What to work on
From the material beneath, pull every line with the word "async".

Supplied information
*** Begin section ***

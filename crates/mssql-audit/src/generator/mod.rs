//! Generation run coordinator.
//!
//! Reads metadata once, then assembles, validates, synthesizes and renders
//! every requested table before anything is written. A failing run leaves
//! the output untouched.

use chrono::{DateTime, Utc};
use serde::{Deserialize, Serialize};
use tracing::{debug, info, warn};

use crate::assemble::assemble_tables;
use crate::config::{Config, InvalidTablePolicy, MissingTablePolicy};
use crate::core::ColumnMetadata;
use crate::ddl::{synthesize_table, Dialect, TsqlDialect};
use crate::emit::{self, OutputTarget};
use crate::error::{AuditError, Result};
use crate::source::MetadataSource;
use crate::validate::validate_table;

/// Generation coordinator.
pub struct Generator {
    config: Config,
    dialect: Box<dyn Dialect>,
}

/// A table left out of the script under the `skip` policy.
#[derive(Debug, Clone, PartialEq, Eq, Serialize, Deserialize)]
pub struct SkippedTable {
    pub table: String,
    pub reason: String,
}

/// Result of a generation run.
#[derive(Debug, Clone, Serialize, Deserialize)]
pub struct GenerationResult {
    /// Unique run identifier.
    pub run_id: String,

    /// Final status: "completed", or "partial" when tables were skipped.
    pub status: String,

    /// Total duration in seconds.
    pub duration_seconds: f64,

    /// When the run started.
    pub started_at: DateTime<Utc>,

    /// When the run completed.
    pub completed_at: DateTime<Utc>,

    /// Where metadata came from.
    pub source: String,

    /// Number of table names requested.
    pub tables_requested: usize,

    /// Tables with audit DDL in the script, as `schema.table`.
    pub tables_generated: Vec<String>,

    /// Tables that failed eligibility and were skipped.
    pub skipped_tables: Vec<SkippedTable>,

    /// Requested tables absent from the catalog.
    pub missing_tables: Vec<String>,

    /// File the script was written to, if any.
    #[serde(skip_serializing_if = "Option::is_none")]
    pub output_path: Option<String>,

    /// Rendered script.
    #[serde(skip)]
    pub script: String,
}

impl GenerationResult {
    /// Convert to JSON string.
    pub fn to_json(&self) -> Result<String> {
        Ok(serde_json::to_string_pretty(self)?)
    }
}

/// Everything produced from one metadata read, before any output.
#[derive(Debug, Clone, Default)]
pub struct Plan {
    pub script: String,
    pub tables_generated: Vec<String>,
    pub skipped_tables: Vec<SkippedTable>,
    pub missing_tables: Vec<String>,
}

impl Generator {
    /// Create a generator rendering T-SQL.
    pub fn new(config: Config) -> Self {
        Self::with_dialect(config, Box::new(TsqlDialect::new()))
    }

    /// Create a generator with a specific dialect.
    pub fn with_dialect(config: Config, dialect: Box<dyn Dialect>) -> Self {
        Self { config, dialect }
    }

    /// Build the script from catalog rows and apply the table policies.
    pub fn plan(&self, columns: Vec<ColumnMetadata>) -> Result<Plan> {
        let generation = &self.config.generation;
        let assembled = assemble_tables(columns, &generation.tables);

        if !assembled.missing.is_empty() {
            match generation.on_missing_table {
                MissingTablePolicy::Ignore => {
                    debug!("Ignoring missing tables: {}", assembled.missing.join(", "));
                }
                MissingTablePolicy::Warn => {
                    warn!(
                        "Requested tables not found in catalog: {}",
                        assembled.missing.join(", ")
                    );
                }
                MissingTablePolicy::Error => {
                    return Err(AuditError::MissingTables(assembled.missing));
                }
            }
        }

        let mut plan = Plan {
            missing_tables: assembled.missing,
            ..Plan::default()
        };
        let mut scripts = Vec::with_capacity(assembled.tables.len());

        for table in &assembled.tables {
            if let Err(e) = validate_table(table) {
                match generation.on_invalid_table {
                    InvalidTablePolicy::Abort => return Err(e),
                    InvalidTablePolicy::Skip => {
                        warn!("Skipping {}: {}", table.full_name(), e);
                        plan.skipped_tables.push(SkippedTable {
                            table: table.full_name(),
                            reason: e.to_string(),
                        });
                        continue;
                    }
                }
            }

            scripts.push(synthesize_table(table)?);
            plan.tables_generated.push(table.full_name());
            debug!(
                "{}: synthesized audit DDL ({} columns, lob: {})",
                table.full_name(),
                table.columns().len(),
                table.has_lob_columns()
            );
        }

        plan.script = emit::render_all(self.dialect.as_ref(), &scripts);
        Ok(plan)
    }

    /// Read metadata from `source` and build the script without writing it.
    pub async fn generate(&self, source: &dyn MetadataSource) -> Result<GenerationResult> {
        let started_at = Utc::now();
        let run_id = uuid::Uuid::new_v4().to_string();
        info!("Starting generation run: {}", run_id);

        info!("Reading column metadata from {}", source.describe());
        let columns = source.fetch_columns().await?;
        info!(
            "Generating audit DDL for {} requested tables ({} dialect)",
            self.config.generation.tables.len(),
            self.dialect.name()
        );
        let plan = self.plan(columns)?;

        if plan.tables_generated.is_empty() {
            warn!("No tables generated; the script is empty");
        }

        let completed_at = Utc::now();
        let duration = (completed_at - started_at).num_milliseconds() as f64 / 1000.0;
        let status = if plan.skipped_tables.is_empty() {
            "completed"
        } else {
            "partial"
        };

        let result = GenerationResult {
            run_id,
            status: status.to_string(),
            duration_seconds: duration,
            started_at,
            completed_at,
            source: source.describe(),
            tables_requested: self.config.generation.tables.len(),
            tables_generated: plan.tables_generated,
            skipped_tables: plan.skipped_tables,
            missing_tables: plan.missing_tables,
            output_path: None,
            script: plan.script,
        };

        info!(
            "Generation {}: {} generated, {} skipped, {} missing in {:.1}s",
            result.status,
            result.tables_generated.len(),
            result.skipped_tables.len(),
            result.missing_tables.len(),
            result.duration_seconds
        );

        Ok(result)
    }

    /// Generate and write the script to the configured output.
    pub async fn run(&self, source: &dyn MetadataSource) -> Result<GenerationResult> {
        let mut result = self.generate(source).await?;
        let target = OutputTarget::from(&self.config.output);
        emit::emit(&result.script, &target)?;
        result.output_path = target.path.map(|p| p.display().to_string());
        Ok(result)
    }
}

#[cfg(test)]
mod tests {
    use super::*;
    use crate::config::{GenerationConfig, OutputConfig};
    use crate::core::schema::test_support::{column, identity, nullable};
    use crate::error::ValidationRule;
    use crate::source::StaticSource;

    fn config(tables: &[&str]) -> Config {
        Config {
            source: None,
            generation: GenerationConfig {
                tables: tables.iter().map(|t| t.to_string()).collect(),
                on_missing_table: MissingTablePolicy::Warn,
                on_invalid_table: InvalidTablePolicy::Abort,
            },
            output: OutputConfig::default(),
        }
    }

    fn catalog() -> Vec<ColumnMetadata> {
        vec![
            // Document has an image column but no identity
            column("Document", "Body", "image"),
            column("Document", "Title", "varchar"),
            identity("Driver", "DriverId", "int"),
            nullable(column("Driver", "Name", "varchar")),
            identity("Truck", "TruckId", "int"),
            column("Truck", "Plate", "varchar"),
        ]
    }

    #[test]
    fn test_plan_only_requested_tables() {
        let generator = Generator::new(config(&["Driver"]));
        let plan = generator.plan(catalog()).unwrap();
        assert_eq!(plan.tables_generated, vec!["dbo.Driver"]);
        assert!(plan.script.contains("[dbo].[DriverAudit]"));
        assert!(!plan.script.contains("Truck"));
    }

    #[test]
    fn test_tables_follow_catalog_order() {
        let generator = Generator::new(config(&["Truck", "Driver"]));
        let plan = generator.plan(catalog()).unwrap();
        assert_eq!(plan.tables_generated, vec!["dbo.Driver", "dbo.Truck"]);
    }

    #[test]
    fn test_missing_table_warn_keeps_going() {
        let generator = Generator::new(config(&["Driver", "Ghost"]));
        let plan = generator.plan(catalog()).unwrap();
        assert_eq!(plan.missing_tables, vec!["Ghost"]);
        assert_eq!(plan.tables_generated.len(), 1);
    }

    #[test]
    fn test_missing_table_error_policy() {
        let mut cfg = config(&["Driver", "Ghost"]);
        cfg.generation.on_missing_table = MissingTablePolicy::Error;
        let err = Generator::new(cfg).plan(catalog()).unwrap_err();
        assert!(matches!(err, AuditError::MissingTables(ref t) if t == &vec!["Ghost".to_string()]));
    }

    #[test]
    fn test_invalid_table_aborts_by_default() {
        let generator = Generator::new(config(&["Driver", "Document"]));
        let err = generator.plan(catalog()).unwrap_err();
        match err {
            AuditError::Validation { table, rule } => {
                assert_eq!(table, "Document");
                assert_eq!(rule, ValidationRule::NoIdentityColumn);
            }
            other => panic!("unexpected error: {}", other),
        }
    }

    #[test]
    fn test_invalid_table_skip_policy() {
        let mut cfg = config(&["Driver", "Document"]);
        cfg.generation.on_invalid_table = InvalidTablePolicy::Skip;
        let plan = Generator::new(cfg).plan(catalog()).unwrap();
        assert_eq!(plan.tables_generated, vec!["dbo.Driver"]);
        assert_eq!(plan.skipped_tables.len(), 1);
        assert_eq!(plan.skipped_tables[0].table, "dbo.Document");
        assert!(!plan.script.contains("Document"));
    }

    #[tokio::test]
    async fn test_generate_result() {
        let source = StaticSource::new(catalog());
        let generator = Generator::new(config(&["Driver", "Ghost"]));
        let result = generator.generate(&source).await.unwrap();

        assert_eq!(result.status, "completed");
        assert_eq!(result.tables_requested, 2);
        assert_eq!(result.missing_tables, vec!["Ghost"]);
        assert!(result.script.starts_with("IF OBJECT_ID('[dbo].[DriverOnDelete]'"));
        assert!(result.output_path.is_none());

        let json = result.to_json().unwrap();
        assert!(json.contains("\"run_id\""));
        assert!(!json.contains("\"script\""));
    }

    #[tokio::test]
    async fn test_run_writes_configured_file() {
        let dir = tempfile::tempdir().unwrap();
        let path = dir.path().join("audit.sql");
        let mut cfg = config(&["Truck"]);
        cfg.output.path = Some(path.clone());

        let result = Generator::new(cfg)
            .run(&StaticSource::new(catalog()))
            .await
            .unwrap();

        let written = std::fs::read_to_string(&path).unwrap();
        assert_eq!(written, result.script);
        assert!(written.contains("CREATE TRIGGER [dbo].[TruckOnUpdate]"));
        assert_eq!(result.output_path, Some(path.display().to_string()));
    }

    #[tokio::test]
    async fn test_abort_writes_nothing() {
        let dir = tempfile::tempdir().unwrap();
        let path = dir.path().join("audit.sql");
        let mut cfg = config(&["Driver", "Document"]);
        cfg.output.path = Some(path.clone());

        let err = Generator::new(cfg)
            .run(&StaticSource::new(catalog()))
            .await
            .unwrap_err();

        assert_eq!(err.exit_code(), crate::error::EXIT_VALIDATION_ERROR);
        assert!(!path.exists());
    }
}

*** End section ***

Task solution
    pub async fn generate(&self, source: &dyn MetadataSource) -> Result<GenerationResult> {
    pub async fn run(&self, source: &dyn MetadataSource) -> Result<GenerationResult> {
    async fn test_generate_result() {
    async fn test_run_writes_configured_file() {
    async fn test_abort_writes_nothing() {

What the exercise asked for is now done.